Olusola Saraki first entered politics when he ran in the 1964 parliamentary election for Ilorin as an Independent, but failed to win.
After the election, he returned to his medical practice in Lagos, only returning to party-politics in 1978/79. He died on Wednesday 14 November 2012 in Lagos at the age of 79 after a losing a battle with Cancer. He was laid to rest in Ilorin.
Politically, he was an icon and in 1977, Olusola Saraki was elected as a Member of the Constituent Assembly that produced the 1979 Constitution. In 1979 he was elected a Senator of the Second Republic, and became Senate Leader. In 1983 Saraki was re-elected into the Senate on the National Party of Nigeria (NPN) platform.
In 1998, he became a National Leader and member of the Board of Trustees of the All People’s Party (APP), contributing to the APP success in Kwara and Kogi States. He assisted Mohammed Alabi Lawal in becoming Governor of Kwara State. In 2001 he was head of a team from the Arewa Consultative forum, a Northern cultural and political group, sent to meet and discuss common goals with Northern state governors and other leaders.
Later Saraki switched allegiance to the Peoples Democratic Party (PDP), and in the 2003 elections supported his son Bukola Saraki as candidate for Governor of Kwara State in April 2003, and his daughter Gbemisola R. Saraki as senator for Kwara State Central in April 2003.
His son Bukola Saraki has taken after him. He has been the Senate President since June 9, 2015 in the 8th Senate of Nigeria.
Oloye was the founder of defunct Northern Union (NU). His death marked a virtual end of an era defined by political activism, philanthropy and most importantly the prolonged hegemonic grip of Kwara politics, the influence which analysts say was a product of his resilience, dedication and unprecedented generosity through which he won the hearts of many Kwarans especially the womenfolk who constitute a strong and potent electoral bloc in the state. For close to four decades, Saraki was not only the deciding factor in Kwara politics, he was more or less the only factor which determined the political direction of the state. He was no doubt one of the most successful politicians in Nigeria having installed virtually all the civilian governors the state had produced since its creation in 1967 including his son.

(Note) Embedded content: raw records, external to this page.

//! secp256k1 key pairs and recoverable ECDSA signatures.
//!
//! Discovery packets carry no explicit public key. The sender signs the
//! Keccak-256 digest of `type || payload` and the receiver recovers the
//! public key from the 65-byte signature:
//!
//! ```text
//! [0..32)  r
//! [32..64) s
//! [64]     recovery id (0..=3)
//! ```
//!
//! ## Usage
//!
//! ```
//! use xdag_crypto::{KeyPair, keccak256};
//!
//! let key = KeyPair::generate();
//! let digest = keccak256(b"payload");
//! let signature = key.sign_prehash(&digest).unwrap();
//!
//! let recovered = signature.recover(&digest).unwrap();
//! assert_eq!(recovered, key.public_key());
//! ```

use crate::{COMPRESSED_PUBLIC_KEY_SIZE, CryptoError, RECOVERABLE_SIGNATURE_SIZE, SECRET_KEY_SIZE};
use k256::ecdsa::{
    RecoveryId, Signature as EcdsaSignature, SigningKey as EcdsaSigningKey,
    VerifyingKey as EcdsaVerifyingKey,
};
use k256::elliptic_curve::sec1::ToEncodedPoint;
use rand_core::OsRng;
use std::fmt;
use zeroize::Zeroizing;

/// secp256k1 public key.
#[derive(Clone, Copy, PartialEq, Eq)]
pub struct PublicKey {
    inner: EcdsaVerifyingKey,
}

impl PublicKey {
    /// Parse a SEC1 encoded point (compressed or uncompressed).
    ///
    /// # Errors
    ///
    /// Returns [`CryptoError::InvalidPublicKey`] if the bytes are not a point
    /// on the curve.
    pub fn from_sec1_bytes(bytes: &[u8]) -> Result<Self, CryptoError> {
        let inner =
            EcdsaVerifyingKey::from_sec1_bytes(bytes).map_err(|_| CryptoError::InvalidPublicKey)?;
        Ok(Self { inner })
    }

    /// SEC1 compressed encoding (33 bytes).
    #[must_use]
    pub fn to_compressed(&self) -> [u8; COMPRESSED_PUBLIC_KEY_SIZE] {
        let point = self.inner.to_encoded_point(true);
        let mut out = [0u8; COMPRESSED_PUBLIC_KEY_SIZE];
        out.copy_from_slice(point.as_bytes());
        out
    }
}

impl fmt::Debug for PublicKey {
    fn fmt(&self, f: &mut fmt::Formatter<'_>) -> fmt::Result {
        write!(f, "PublicKey({})", hex::encode(self.to_compressed()))
    }
}

/// Recoverable ECDSA signature.
#[derive(Clone, Copy, PartialEq, Eq)]
pub struct RecoverableSignature {
    r: [u8; 32],
    s: [u8; 32],
    recovery_id: u8,
}

impl RecoverableSignature {
    /// Build a signature from its raw components.
    ///
    /// No validation happens here; an out-of-range component surfaces as an
    /// error from [`RecoverableSignature::recover`].
    #[must_use]
    pub const fn from_parts(r: [u8; 32], s: [u8; 32], recovery_id: u8) -> Self {
        Self { r, s, recovery_id }
    }

    /// Parse the 65-byte `r || s || v` encoding.
    ///
    /// # Errors
    ///
    /// Returns [`CryptoError::InvalidSignature`] if the slice is not exactly
    /// 65 bytes.
    pub fn from_slice(slice: &[u8]) -> Result<Self, CryptoError> {
        if slice.len() != RECOVERABLE_SIGNATURE_SIZE {
            return Err(CryptoError::InvalidSignature);
        }
        let mut r = [0u8; 32];
        let mut s = [0u8; 32];
        r.copy_from_slice(&slice[..32]);
        s.copy_from_slice(&slice[32..64]);
        Ok(Self::from_parts(r, s, slice[64]))
    }

    /// 65-byte `r || s || v` encoding.
    #[must_use]
    pub fn to_bytes(&self) -> [u8; RECOVERABLE_SIGNATURE_SIZE] {
        let mut out = [0u8; RECOVERABLE_SIGNATURE_SIZE];
        out[..32].copy_from_slice(&self.r);
        out[32..64].copy_from_slice(&self.s);
        out[64] = self.recovery_id;
        out
    }

    /// The `r` component.
    #[must_use]
    pub const fn r(&self) -> &[u8; 32] {
        &self.r
    }

    /// The `s` component.
    #[must_use]
    pub const fn s(&self) -> &[u8; 32] {
        &self.s
    }

    /// The recovery id.
    #[must_use]
    pub const fn recovery_id(&self) -> u8 {
        self.recovery_id
    }

    /// Recover the signer's public key from a 32-byte message digest.
    ///
    /// # Errors
    ///
    /// - [`CryptoError::InvalidRecoveryId`] if `v` is not in `0..=3`
    /// - [`CryptoError::InvalidSignature`] if `r` or `s` is zero or out of range
    /// - [`CryptoError::RecoveryFailed`] if no curve point matches
    pub fn recover(&self, prehash: &[u8; 32]) -> Result<PublicKey, CryptoError> {
        let recovery_id = RecoveryId::from_byte(self.recovery_id)
            .ok_or(CryptoError::InvalidRecoveryId(self.recovery_id))?;

        let mut rs = [0u8; 64];
        rs[..32].copy_from_slice(&self.r);
        rs[32..].copy_from_slice(&self.s);
        let signature = EcdsaSignature::from_slice(&rs).map_err(|_| CryptoError::InvalidSignature)?;

        let inner = EcdsaVerifyingKey::recover_from_prehash(prehash, &signature, recovery_id)
            .map_err(|_| CryptoError::RecoveryFailed)?;
        Ok(PublicKey { inner })
    }
}

impl fmt::Debug for RecoverableSignature {
    fn fmt(&self, f: &mut fmt::Formatter<'_>) -> fmt::Result {
        f.debug_struct("RecoverableSignature")
            .field("r", &hex::encode(self.r))
            .field("s", &hex::encode(self.s))
            .field("v", &self.recovery_id)
            .finish()
    }
}

/// secp256k1 signing key pair.
///
/// The secret scalar is zeroized on drop by `k256`.
#[derive(Clone)]
pub struct KeyPair {
    secret: EcdsaSigningKey,
    public: PublicKey,
}

impl KeyPair {
    /// Generate a new random key pair from the OS RNG.
    #[must_use]
    pub fn generate() -> Self {
        Self::from_signing_key(EcdsaSigningKey::random(&mut OsRng))
    }

    /// Load a key pair from a 32-byte secret scalar.
    ///
    /// # Errors
    ///
    /// Returns [`CryptoError::InvalidSecretKey`] if the scalar is zero or not
    /// below the curve order.
    pub fn from_secret_bytes(bytes: &[u8; SECRET_KEY_SIZE]) -> Result<Self, CryptoError> {
        let secret =
            EcdsaSigningKey::from_slice(bytes).map_err(|_| CryptoError::InvalidSecretKey)?;
        Ok(Self::from_signing_key(secret))
    }

    /// Load a key pair from a slice, checking its length first.
    ///
    /// # Errors
    ///
    /// Returns [`CryptoError::InvalidKeyLength`] or
    /// [`CryptoError::InvalidSecretKey`].
    pub fn from_secret_slice(slice: &[u8]) -> Result<Self, CryptoError> {
        let bytes: [u8; SECRET_KEY_SIZE] =
            slice.try_into().map_err(|_| CryptoError::InvalidKeyLength {
                expected: SECRET_KEY_SIZE,
                actual: slice.len(),
            })?;
        let bytes = Zeroizing::new(bytes);
        Self::from_secret_bytes(&bytes)
    }

    fn from_signing_key(secret: EcdsaSigningKey) -> Self {
        let public = PublicKey {
            inner: *secret.verifying_key(),
        };
        Self { secret, public }
    }

    /// The public half of this key pair.
    #[must_use]
    pub fn public_key(&self) -> PublicKey {
        self.public
    }

    /// Export the secret scalar (handle with care).
    #[must_use]
    pub fn secret_bytes(&self) -> Zeroizing<[u8; SECRET_KEY_SIZE]> {
        let mut out = Zeroizing::new([0u8; SECRET_KEY_SIZE]);
        out.copy_from_slice(&self.secret.to_bytes());
        out
    }

    /// Sign a 32-byte digest, producing a recoverable signature.
    ///
    /// Signing is deterministic (RFC 6979) and always yields a low-`s`
    /// signature.
    ///
    /// # Errors
    ///
    /// Returns [`CryptoError::SigningFailed`] if the underlying signer rejects
    /// the digest.
    pub fn sign_prehash(&self, prehash: &[u8; 32]) -> Result<RecoverableSignature, CryptoError> {
        let (signature, recovery_id) = self
            .secret
            .sign_prehash_recoverable(prehash)
            .map_err(|_| CryptoError::SigningFailed)?;

        let bytes = signature.to_bytes();
        let mut r = [0u8; 32];
        let mut s = [0u8; 32];
        r.copy_from_slice(&bytes[..32]);
        s.copy_from_slice(&bytes[32..]);
        Ok(RecoverableSignature::from_parts(r, s, recovery_id.to_byte()))
    }
}

impl fmt::Debug for KeyPair {
    fn fmt(&self, f: &mut fmt::Formatter<'_>) -> fmt::Result {
        f.debug_struct("KeyPair")
            .field("public", &self.public)
            .field("secret", &"[REDACTED]")
            .finish()
    }
}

Those he installed but fell out with him never got the chance for a second coming. In 1979, he single-handedly installed the state’s first governor, Adamu Attah. When Attah fell out with him in the subsequent election year, he joined forces with the then opposition Unity Party of Nigeria (UPN) and installed Chief Cornelius Adebayo. In 1999, after the return of democracy in Nigeria, he installed another governor, Alhaji Mohammed Lawal on the ticket of the All Peoples Party (APP). Before the 2003 election, the affection between Lawal and Saraki had gone sour. Saraki dumped Lawal and installed his son, Bukola, as the next governor.
Under his watch, Bukola got the ticket for a second term in office in 2007, thus becoming the first governor to rule for two tenures. However, Saraki’s major defeat to the chagrin of many ardent political watchers was in 2011, when he floated the Allied Congress Party of Nigeria (ACPN), on which platform he sought to install his daughter, then a Senator, Gbemisola, as the next governor. The attempt was not successful as the People’s Democratic Party PDP), backed by his son, won the election.
That probably was his major defeat since his foray into politics. However, no sooner than the election finished than there was a rapprochements within the Saraki’s political empire as the ACPN loyalists and supporters were asked to shift loyalty to the PDP. With his death in 2011, many politicians and observers opine that Kwara politics can never be the same again.